In the OWHL’s humble and utterly biased opinion, setting a reading goal is the best kind of new year’s resolution. There are so many varieties and ways to frame it. It can be big or small, comforting or challenging, shareable or a personal secret. It can, and frankly should, be fun! Your mental bandwidth is valuable, so the time you devote to reading, whether it’s 10 minutes a month or hours at a time, should be worthwhile to you in whatever way you measure worth.
When you think about your reading time in 2016, how do you want to spend it? What does a “reading goal” even mean? One option is the numbers route: decide you want to 4 books this year, one each season. Or maybe you want to strive for a book a week!
It could be broadly thematic – “I’m going to try reading more nonfiction this year” – or narrow, like those who vow to read the bestsellers that came out in the year of their birth. Or you could go for a potentially perspective-shifting challenge (very popular these days), and read only books by women, or people of color, or non-Americans, or not originally written in English, or all romance, or whatever literary bias you may have (or not).

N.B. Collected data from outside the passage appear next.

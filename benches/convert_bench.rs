use criterion::{criterion_group, criterion_main, Criterion};
use html_to_pdf::{Converter, ConverterConfig, Engine, PageConfiguration, Result};
use url::Url;

// Measures the pipeline around the engine: temp document, worker hop, write, cleanup.
struct NullEngine;

impl Engine for NullEngine {
    fn new(_config: &ConverterConfig) -> Result<Self> {
        Ok(Self)
    }

    fn load_file(&mut self, _url: &Url) -> Result<()> {
        Ok(())
    }

    fn print_pdf(&mut self, _page: &PageConfiguration) -> Result<Vec<u8>> {
        Ok(b"%PDF-1.4\n%%EOF\n".to_vec())
    }

    fn close(self) -> Result<()> {
        Ok(())
    }
}

fn bench_convert(c: &mut Criterion) {
    let rt = tokio::runtime::Runtime::new().expect("runtime");
    let tmp = tempfile::tempdir().expect("tempdir");
    let config = ConverterConfig {
        temp_dir: Some(tmp.path().to_path_buf()),
        ..Default::default()
    };
    let converter = rt
        .block_on(Converter::with_engine::<NullEngine>(config))
        .expect("converter");
    let destination = tmp.path().join("bench.pdf");
    let page = PageConfiguration::default();
    let html = "<html><body>".to_string() + &"<p>lorem ipsum</p>".repeat(500) + "</body></html>";

    c.bench_function("convert_null_engine", |b| {
        b.iter(|| {
            rt.block_on(converter.convert(&html, &destination, &page))
                .unwrap();
        })
    });

    let _ = rt.block_on(converter.close());
}

criterion_group!(benches, bench_convert);
criterion_main!(benches);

In other words, a reading goal can help expand your boundaries. Maybe you learn you simply don’t like reading nonfiction for fun. Or that if a book doesn’t grab you within the first 50 pages, it’s totally okay to discard it and move on. Or you may end up finding your new favorite author. Either way, you’ll have ended up reading some books, thereby stimulating your intellect, improving your vocabulary, or just plain escaping your troubles for a bit. What’s not to love?
If you’re looking to get started on your reading resolution, here are four new books the OWHL just added to its collection.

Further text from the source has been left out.